Segment Start: Records for the exercise

//! API translation between `OpenAI` Chat Completions and Bedrock Anthropic formats.
//!
//! The core of the gateway: converts inbound messages into the vendor payload
//! and vendor replies into completion objects. All translation functions are
//! pure (no I/O).

pub mod bedrock_types;
pub mod openai_types;
pub mod request;
pub mod response;
//! Diagnostic log for the request path.
//!
//! Each entry is appended as one JSON line to the log file. The entries
//! written by this process are also kept in a bounded ring for inspection.

use chrono::{DateTime, Utc};
use serde::{Deserialize, Serialize};
use std::collections::VecDeque;
use std::fs::{File, OpenOptions};
use std::io::{BufWriter, Write};
use std::path::Path;
use std::sync::{Arc, Mutex};

const RECENT_CAPACITY: usize = 1_000;

#[derive(Debug, Clone, Copy, PartialEq, Eq, Serialize, Deserialize)]
#[serde(rename_all = "lowercase")]
pub enum LogLevel {
    Info,
    Warn,
    Error,
}

#[derive(Debug, Clone, Serialize, Deserialize)]
pub struct LogEntry {
    pub timestamp: DateTime<Utc>,
    pub level: LogLevel,
    pub component: String,
    pub message: String,
    #[serde(skip_serializing_if = "Option::is_none")]
    pub context: Option<serde_json::Value>,
}

struct Sink {
    recent: VecDeque<LogEntry>,
    file: Option<BufWriter<File>>,
}

impl Sink {
    fn record(&mut self, entry: LogEntry) {
        if let Some(file) = self.file.as_mut() {
            if let Ok(line) = serde_json::to_string(&entry) {
                let _ = writeln!(file, "{line}");
                let _ = file.flush();
            }
        }
        if self.recent.len() == RECENT_CAPACITY {
            self.recent.pop_front();
        }
        self.recent.push_back(entry);
    }
}

/// Cloneable handle shared by the router and the gateway handler.
#[derive(Clone)]
pub struct SharedLogger(Arc<Mutex<Sink>>);

impl SharedLogger {
    /// Append to (or create) a JSONL file.
    pub fn new(file_path: impl AsRef<Path>) -> std::io::Result<Self> {
        let file_path = file_path.as_ref();
        if let Some(parent) = file_path.parent().filter(|p| !p.as_os_str().is_empty()) {
            std::fs::create_dir_all(parent)?;
        }
        let file = OpenOptions::new().create(true).append(true).open(file_path)?;
        Ok(Self::with_file(Some(BufWriter::new(file))))
    }

    /// Nothing touches disk.
    pub fn in_memory() -> Self {
        Self::with_file(None)
    }

    fn with_file(file: Option<BufWriter<File>>) -> Self {
        Self(Arc::new(Mutex::new(Sink {
            recent: VecDeque::new(),
            file,
        })))
    }

    pub fn log_with_context(
        &self,
        level: LogLevel,
        component: &str,
        message: impl Into<String>,
        context: serde_json::Value,
    ) {
        self.record(level, component, message.into(), Some(context));
    }

    pub fn info(&self, component: &str, message: impl Into<String>) {
        self.record(LogLevel::Info, component, message.into(), None);
    }

    pub fn warn(&self, component: &str, message: impl Into<String>) {
        self.record(LogLevel::Warn, component, message.into(), None);
    }

    pub fn error(&self, component: &str, message: impl Into<String>) {
        self.record(LogLevel::Error, component, message.into(), None);
    }

    fn record(
        &self,
        level: LogLevel,
        component: &str,
        message: String,
        context: Option<serde_json::Value>,
    ) {
        let entry = LogEntry {
            timestamp: Utc::now(),
            level,
            component: component.to_string(),
            message,
            context,
        };
        if let Ok(mut sink) = self.0.lock() {
            sink.record(entry);
        }
    }

    /// Newest first.
    pub fn recent(&self, limit: usize) -> Vec<LogEntry> {
        self.0
            .lock()
            .map(|s| s.recent.iter().rev().take(limit).cloned().collect())
            .unwrap_or_default()
    }
}
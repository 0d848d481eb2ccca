pub mod config;
pub mod credential;
pub mod error;
pub mod logging;
pub mod proxy;
pub mod server;
pub mod translate;
pub mod transport;

pub use config::GatewayConfig;
pub use credential::Credential;
pub use error::{GatewayError, Result};
pub use logging::SharedLogger;
pub use proxy::GatewayHandler;
pub use server::{build_router, AppState};
pub use transport::{ReqwestTransport, VendorTransport};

Segment End: Records for the exercise

Exercise prompt —
Return the whole listing, keeping each word as it stands.

Exercise result —
//! API translation between `OpenAI` Chat Completions and Bedrock Anthropic formats.
//!
//! The core of the gateway: converts inbound messages into the vendor payload
//! and vendor replies into completion objects. All translation functions are
//! pure (no I/O).

pub mod bedrock_types;
pub mod openai_types;
pub mod request;
pub mod response;
//! Diagnostic log for the request path.
//!
//! Each entry is appended as one JSON line to the log file. The entries
//! written by this process are also kept in a bounded ring for inspection.

use chrono::{DateTime, Utc};
use serde::{Deserialize, Serialize};
use std::collections::VecDeque;
use std::fs::{File, OpenOptions};
use std::io::{BufWriter, Write};
use std::path::Path;
use std::sync::{Arc, Mutex};

const RECENT_CAPACITY: usize = 1_000;

#[derive(Debug, Clone, Copy, PartialEq, Eq, Serialize, Deserialize)]
#[serde(rename_all = "lowercase")]
pub enum LogLevel {
    Info,
    Warn,
    Error,
}

#[derive(Debug, Clone, Serialize, Deserialize)]
pub struct LogEntry {
    pub timestamp: DateTime<Utc>,
    pub level: LogLevel,
    pub component: String,
    pub message: String,
    #[serde(skip_serializing_if = "Option::is_none")]
    pub context: Option<serde_json::Value>,
}

struct Sink {
    recent: VecDeque<LogEntry>,
    file: Option<BufWriter<File>>,
}

impl Sink {
    fn record(&mut self, entry: LogEntry) {
        if let Some(file) = self.file.as_mut() {
            if let Ok(line) = serde_json::to_string(&entry) {
                let _ = writeln!(file, "{line}");
                let _ = file.flush();
            }
        }
        if self.recent.len() == RECENT_CAPACITY {
            self.recent.pop_front();
        }
        self.recent.push_back(entry);
    }
}

/// Cloneable handle shared by the router and the gateway handler.
#[derive(Clone)]
pub struct SharedLogger(Arc<Mutex<Sink>>);

impl SharedLogger {
    /// Append to (or create) a JSONL file.
    pub fn new(file_path: impl AsRef<Path>) -> std::io::Result<Self> {
        let file_path = file_path.as_ref();
        if let Some(parent) = file_path.parent().filter(|p| !p.as_os_str().is_empty()) {
            std::fs::create_dir_all(parent)?;
        }
        let file = OpenOptions::new().create(true).append(true).open(file_path)?;
        Ok(Self::with_file(Some(BufWriter::new(file))))
    }

    /// Nothing touches disk.
    pub fn in_memory() -> Self {
        Self::with_file(None)
    }

    fn with_file(file: Option<BufWriter<File>>) -> Self {
        Self(Arc::new(Mutex::new(Sink {
            recent: VecDeque::new(),
            file,
        })))
    }

    pub fn log_with_context(
        &self,
        level: LogLevel,
        component: &str,
        message: impl Into<String>,
        context: serde_json::Value,
    ) {
        self.record(level, component, message.into(), Some(context));
    }

    pub fn info(&self, component: &str, message: impl Into<String>) {
        self.record(LogLevel::Info, component, message.into(), None);
    }

    pub fn warn(&self, component: &str, message: impl Into<String>) {
        self.record(LogLevel::Warn, component, message.into(), None);
    }

    pub fn error(&self, component: &str, message: impl Into<String>) {
        self.record(LogLevel::Error, component, message.into(), None);
    }

    fn record(
        &self,
        level: LogLevel,
        component: &str,
        message: String,
        context: Option<serde_json::Value>,
    ) {
        let entry = LogEntry {
            timestamp: Utc::now(),
            level,
            component: component.to_string(),
            message,
            context,
        };
        if let Ok(mut sink) = self.0.lock() {
            sink.record(entry);
        }
    }

    /// Newest first.
    pub fn recent(&self, limit: usize) -> Vec<LogEntry> {
        self.0
            .lock()
            .map(|s| s.recent.iter().rev().take(limit).cloned().collect())
            .unwrap_or_default()
    }
}
repository 0d848d481eb2ccca
pub mod config;
pub mod credential;
pub mod error;
pub mod logging;
pub mod proxy;
pub mod server;
pub mod translate;
pub mod transport;

pub use config::GatewayConfig;
pub use credential::Credential;
pub use error::{GatewayError, Result};
pub use logging::SharedLogger;
pub use proxy::GatewayHandler;
pub use server::{build_router, AppState};
pub use transport::{ReqwestTransport, VendorTransport};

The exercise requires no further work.